*TASK STATEMENT*: Everything from the first line of the records to the line containing "thin adapters; widget", inclusive, is to be extracted exactly, and nothing more.
_ _ _ _
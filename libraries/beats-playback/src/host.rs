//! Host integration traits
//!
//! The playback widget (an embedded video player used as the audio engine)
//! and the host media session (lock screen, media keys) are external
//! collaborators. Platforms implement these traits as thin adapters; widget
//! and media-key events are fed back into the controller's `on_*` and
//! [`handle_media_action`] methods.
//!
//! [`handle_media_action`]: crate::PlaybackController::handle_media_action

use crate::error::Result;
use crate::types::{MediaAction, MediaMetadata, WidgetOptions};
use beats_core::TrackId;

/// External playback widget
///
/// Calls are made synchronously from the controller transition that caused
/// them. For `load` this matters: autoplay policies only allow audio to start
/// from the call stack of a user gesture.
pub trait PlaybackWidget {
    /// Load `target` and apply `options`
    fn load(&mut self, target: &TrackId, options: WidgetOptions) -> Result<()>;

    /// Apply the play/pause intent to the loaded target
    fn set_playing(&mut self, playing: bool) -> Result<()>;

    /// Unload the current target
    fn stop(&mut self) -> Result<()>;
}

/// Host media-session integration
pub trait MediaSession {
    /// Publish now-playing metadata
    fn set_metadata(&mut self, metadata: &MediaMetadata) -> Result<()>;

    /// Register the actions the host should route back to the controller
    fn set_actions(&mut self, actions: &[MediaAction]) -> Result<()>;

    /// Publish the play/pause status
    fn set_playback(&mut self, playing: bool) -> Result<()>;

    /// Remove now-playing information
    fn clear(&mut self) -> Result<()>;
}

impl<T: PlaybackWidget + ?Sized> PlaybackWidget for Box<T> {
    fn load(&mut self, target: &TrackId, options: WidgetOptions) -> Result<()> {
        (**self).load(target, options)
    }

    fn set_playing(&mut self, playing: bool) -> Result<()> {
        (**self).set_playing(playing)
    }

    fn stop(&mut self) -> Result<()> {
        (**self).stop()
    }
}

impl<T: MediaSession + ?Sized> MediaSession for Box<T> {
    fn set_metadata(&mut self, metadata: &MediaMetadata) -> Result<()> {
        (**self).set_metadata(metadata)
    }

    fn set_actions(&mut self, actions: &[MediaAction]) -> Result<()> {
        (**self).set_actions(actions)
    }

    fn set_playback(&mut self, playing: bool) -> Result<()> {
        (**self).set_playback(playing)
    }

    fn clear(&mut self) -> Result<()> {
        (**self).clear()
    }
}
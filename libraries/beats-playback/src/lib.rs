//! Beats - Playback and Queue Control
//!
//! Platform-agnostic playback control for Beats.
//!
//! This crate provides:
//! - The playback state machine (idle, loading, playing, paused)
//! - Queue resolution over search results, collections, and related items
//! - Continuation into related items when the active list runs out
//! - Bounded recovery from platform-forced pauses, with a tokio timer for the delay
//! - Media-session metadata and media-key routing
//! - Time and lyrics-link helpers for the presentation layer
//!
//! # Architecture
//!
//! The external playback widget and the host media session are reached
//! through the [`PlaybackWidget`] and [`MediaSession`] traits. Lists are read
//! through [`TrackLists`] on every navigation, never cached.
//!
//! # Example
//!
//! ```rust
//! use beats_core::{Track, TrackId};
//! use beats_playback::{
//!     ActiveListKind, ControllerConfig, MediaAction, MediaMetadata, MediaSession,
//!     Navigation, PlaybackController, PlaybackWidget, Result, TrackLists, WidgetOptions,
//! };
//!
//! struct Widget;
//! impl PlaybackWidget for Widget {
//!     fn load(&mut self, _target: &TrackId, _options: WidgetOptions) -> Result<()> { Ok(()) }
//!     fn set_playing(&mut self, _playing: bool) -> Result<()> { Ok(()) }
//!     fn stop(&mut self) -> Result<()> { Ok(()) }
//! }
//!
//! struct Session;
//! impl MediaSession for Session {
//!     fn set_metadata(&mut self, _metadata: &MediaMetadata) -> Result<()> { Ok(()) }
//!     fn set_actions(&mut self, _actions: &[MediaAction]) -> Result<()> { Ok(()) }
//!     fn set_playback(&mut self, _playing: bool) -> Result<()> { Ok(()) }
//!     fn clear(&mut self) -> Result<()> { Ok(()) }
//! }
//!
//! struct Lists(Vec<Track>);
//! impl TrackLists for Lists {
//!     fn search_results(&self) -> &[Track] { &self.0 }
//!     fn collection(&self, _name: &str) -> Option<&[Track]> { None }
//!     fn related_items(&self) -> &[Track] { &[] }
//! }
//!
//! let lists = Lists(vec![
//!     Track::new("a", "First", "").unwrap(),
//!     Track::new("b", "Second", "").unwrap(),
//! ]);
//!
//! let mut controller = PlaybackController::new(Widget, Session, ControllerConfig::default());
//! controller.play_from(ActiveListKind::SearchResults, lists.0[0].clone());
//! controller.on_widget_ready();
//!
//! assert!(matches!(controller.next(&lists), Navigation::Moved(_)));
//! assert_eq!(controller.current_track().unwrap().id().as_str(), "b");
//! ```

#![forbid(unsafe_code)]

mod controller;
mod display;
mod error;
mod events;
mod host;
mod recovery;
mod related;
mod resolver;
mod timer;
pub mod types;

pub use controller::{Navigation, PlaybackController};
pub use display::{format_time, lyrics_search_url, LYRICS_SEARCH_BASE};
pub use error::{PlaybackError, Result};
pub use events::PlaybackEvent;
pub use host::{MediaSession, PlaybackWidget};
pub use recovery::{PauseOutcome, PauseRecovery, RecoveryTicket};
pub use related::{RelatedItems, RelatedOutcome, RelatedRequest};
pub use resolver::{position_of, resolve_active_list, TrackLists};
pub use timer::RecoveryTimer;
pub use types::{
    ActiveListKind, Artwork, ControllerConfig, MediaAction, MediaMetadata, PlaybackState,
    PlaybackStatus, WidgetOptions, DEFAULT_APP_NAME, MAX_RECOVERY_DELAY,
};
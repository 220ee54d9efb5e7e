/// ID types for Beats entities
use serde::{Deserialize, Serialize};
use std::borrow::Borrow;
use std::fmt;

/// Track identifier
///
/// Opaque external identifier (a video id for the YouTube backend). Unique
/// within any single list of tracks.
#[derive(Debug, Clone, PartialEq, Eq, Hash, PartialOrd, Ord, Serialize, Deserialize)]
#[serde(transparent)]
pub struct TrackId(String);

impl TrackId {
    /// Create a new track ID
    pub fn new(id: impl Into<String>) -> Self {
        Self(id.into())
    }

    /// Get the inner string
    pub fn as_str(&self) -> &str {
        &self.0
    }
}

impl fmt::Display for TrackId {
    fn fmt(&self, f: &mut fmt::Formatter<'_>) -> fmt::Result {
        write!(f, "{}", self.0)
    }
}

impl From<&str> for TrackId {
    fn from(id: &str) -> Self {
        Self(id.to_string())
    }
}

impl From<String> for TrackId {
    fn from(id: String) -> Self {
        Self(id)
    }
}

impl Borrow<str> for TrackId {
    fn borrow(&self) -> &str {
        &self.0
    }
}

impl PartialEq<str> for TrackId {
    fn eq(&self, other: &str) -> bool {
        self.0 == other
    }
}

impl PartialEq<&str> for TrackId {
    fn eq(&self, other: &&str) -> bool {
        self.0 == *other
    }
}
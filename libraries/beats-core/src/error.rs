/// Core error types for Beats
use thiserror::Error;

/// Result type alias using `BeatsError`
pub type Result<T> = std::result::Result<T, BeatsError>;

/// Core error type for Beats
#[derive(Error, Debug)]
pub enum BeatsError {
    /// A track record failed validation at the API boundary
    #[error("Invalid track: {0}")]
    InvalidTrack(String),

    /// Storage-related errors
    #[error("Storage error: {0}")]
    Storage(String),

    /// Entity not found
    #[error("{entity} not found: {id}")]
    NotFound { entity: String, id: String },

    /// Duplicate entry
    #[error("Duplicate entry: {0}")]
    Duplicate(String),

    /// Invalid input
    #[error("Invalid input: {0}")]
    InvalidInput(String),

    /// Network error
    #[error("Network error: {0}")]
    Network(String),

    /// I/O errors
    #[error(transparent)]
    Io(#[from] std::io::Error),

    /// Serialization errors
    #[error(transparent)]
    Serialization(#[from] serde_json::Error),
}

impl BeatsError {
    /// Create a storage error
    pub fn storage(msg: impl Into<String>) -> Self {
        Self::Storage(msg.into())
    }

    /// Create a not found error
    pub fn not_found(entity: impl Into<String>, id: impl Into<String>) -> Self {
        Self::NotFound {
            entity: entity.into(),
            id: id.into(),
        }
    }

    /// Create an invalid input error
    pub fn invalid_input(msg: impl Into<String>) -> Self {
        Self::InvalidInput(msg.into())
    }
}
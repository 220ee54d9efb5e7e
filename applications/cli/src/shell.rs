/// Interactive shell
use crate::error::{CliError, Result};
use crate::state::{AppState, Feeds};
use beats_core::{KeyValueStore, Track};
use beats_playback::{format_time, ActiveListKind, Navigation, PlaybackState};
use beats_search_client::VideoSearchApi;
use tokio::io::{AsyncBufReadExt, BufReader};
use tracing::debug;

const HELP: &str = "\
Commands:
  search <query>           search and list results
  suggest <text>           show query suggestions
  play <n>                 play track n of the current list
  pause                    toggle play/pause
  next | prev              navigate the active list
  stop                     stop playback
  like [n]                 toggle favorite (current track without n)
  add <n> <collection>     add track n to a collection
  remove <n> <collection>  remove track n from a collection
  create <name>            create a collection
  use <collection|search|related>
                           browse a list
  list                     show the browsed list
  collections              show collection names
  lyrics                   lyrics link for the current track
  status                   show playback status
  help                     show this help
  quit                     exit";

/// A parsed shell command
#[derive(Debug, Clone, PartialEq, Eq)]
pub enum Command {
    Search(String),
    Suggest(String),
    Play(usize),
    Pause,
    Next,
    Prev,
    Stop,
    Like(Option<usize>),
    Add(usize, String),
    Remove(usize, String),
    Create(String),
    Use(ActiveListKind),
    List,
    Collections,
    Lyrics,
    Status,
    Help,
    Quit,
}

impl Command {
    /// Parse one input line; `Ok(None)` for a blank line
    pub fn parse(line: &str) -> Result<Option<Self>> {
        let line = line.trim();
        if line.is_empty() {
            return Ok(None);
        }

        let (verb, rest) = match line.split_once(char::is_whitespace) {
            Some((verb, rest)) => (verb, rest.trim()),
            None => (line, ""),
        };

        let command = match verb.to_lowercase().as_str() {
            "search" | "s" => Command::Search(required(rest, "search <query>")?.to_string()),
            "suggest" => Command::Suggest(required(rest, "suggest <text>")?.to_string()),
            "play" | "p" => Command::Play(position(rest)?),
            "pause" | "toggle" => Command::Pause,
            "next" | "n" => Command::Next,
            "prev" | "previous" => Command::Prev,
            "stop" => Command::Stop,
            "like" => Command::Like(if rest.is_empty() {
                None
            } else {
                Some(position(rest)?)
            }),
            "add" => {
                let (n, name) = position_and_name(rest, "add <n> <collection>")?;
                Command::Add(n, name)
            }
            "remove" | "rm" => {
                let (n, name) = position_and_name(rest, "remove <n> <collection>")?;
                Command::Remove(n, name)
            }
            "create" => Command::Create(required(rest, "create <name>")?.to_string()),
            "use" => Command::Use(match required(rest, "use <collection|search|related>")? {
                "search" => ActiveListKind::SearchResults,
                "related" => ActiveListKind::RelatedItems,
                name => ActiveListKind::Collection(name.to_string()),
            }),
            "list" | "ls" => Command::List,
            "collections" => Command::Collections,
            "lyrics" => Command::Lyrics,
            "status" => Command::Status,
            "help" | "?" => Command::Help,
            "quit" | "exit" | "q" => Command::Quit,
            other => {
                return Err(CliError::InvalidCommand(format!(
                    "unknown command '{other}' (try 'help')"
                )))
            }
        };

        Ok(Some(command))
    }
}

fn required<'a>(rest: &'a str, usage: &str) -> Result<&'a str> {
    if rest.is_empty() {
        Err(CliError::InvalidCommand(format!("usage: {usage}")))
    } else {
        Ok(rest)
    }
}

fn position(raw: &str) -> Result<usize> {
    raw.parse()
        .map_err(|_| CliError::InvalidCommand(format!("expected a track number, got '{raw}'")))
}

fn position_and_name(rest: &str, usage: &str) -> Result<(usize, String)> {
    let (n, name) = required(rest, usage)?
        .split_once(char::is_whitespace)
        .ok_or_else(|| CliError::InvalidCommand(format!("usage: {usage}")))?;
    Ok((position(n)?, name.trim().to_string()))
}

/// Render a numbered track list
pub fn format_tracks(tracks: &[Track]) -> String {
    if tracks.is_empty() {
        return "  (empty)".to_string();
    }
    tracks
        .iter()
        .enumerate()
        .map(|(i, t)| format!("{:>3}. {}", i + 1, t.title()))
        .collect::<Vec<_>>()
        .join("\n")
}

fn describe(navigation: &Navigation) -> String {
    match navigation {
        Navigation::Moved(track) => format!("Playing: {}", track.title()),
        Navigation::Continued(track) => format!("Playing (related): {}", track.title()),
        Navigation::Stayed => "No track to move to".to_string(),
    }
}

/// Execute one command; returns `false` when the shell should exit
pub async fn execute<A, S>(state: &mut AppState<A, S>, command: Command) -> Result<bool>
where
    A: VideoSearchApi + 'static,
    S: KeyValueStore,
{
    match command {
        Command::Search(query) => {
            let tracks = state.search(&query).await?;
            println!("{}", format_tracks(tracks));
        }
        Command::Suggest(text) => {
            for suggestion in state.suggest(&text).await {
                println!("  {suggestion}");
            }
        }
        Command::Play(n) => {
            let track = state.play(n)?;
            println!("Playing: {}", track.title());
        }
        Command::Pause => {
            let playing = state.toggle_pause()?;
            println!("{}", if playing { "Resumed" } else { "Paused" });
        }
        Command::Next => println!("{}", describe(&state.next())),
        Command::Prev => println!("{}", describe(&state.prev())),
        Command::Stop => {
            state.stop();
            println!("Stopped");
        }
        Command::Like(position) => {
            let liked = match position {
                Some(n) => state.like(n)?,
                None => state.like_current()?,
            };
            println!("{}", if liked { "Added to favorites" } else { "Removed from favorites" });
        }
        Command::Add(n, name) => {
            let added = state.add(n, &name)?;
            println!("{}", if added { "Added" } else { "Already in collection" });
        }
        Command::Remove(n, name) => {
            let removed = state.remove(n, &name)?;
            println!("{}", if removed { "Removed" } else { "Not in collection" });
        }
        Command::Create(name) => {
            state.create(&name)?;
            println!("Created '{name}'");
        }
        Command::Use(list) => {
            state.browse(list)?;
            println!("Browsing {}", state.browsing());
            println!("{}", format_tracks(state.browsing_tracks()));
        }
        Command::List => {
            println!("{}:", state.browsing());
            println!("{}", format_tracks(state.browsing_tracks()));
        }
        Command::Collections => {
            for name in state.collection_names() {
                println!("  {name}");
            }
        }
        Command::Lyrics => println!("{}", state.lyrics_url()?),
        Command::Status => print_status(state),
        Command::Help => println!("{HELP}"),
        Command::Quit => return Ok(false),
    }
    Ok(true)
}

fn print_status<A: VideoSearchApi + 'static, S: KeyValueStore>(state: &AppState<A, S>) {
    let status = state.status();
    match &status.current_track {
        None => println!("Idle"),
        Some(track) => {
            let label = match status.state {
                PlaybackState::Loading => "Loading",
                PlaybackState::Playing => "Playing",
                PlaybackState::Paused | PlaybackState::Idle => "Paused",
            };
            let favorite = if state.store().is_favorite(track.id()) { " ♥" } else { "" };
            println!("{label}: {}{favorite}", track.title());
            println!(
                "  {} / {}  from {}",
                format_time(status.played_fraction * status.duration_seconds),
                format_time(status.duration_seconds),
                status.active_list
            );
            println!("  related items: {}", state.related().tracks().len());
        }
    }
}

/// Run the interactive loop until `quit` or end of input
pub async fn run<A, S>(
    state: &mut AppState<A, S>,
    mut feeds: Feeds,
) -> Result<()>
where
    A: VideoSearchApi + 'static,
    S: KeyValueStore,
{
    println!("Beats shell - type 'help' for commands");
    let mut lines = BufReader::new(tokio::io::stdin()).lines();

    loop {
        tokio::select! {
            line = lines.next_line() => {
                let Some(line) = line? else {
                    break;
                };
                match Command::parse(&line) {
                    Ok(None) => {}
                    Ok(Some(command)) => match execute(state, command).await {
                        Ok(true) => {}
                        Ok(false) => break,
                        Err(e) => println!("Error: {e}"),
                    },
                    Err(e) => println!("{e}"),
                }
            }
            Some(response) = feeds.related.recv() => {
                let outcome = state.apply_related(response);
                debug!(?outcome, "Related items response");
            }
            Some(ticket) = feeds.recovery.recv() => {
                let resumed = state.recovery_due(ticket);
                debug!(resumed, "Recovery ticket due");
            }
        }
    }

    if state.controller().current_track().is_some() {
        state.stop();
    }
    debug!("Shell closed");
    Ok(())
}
_ _ _ _
*EXPECTED ANSWER*:
filename libraries/beats-playback/src/host.rs
//! Host integration traits
//!
//! The playback widget (an embedded video player used as the audio engine)
//! and the host media session (lock screen, media keys) are external
//! collaborators. Platforms implement these traits as thin adapters; widget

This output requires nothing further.